▶ **The task**: Your answer should consist solely of the lines from the first line of the data through the line with "repository 8c3b043fdbd6d1c2", each reproduced exactly.
*** Data extract Section Begins ***
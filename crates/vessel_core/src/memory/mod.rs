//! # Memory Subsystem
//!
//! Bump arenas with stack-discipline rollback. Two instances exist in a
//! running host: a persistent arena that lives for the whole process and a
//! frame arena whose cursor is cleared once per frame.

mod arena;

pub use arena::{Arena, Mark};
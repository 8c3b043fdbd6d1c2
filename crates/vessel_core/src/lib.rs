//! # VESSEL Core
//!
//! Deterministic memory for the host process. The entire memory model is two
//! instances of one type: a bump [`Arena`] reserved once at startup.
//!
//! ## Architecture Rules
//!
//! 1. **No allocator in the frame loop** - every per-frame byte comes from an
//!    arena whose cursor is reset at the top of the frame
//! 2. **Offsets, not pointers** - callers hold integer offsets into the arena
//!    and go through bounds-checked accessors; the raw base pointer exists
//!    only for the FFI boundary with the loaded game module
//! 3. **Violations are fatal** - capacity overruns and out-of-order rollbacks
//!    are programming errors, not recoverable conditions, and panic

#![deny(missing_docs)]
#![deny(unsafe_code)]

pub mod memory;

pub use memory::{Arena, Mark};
*** Data extract Section Ends ***
▶ **Written solution**:
filename crates/vessel_core/src/memory/mod.rs
//! # Memory Subsystem
//!
//! Bump arenas with stack-discipline rollback. Two instances exist in a
//! running host: a persistent arena that lives for the whole process and a
//! frame arena whose cursor is cleared once per frame.

mod arena;

pub use arena::{Arena, Mark};
repository 8c3b043fdbd6d1c2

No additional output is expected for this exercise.